*WHAT IS NEEDED*: Looking at the entries below, how many lines include the word "HashMap"? Answer with the number alone.
::::
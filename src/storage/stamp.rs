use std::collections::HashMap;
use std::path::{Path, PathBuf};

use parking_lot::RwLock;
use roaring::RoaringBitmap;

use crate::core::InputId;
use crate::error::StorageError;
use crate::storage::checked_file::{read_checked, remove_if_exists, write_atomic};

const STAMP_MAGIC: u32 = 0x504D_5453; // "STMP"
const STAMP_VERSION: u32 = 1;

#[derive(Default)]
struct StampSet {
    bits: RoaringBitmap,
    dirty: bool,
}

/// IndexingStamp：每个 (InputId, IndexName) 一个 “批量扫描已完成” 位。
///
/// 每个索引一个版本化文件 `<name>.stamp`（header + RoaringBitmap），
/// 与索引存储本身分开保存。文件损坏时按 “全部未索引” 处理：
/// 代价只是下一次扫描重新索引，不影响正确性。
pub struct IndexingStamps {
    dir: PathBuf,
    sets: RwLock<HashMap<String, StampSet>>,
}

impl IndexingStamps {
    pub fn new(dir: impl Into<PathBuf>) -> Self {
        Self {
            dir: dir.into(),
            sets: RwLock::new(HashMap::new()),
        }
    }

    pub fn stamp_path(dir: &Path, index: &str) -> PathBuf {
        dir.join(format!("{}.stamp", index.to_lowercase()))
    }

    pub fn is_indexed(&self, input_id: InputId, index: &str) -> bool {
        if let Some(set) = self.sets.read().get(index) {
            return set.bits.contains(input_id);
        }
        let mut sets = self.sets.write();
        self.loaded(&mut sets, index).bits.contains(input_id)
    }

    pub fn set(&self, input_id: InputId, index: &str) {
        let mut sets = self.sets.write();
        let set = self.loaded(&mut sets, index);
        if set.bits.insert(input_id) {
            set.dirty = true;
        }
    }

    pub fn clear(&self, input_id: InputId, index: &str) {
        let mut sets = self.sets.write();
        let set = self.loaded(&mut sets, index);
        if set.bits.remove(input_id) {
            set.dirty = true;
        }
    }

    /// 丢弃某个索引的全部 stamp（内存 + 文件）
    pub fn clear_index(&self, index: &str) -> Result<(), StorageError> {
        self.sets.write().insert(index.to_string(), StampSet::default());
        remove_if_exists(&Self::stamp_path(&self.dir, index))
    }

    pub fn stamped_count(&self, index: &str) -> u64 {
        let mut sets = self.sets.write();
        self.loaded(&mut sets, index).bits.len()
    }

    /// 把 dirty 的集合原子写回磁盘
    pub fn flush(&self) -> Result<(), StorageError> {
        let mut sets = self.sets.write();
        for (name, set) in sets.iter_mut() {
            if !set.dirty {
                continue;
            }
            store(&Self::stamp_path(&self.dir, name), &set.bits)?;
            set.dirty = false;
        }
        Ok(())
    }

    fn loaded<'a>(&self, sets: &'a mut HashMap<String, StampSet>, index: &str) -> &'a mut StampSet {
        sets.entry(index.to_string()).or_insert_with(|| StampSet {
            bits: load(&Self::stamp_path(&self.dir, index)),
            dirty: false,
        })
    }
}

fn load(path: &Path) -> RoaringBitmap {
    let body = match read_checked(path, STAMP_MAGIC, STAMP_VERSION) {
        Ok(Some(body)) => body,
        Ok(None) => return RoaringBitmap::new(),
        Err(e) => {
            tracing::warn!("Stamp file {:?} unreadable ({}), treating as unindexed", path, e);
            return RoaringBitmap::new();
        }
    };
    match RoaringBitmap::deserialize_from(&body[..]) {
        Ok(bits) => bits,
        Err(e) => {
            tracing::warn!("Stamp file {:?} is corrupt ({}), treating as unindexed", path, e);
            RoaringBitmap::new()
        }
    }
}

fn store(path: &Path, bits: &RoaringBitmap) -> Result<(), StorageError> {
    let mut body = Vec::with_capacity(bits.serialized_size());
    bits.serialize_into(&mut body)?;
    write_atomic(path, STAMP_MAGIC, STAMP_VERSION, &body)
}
::::
*EXERCISE OUTPUT*: 4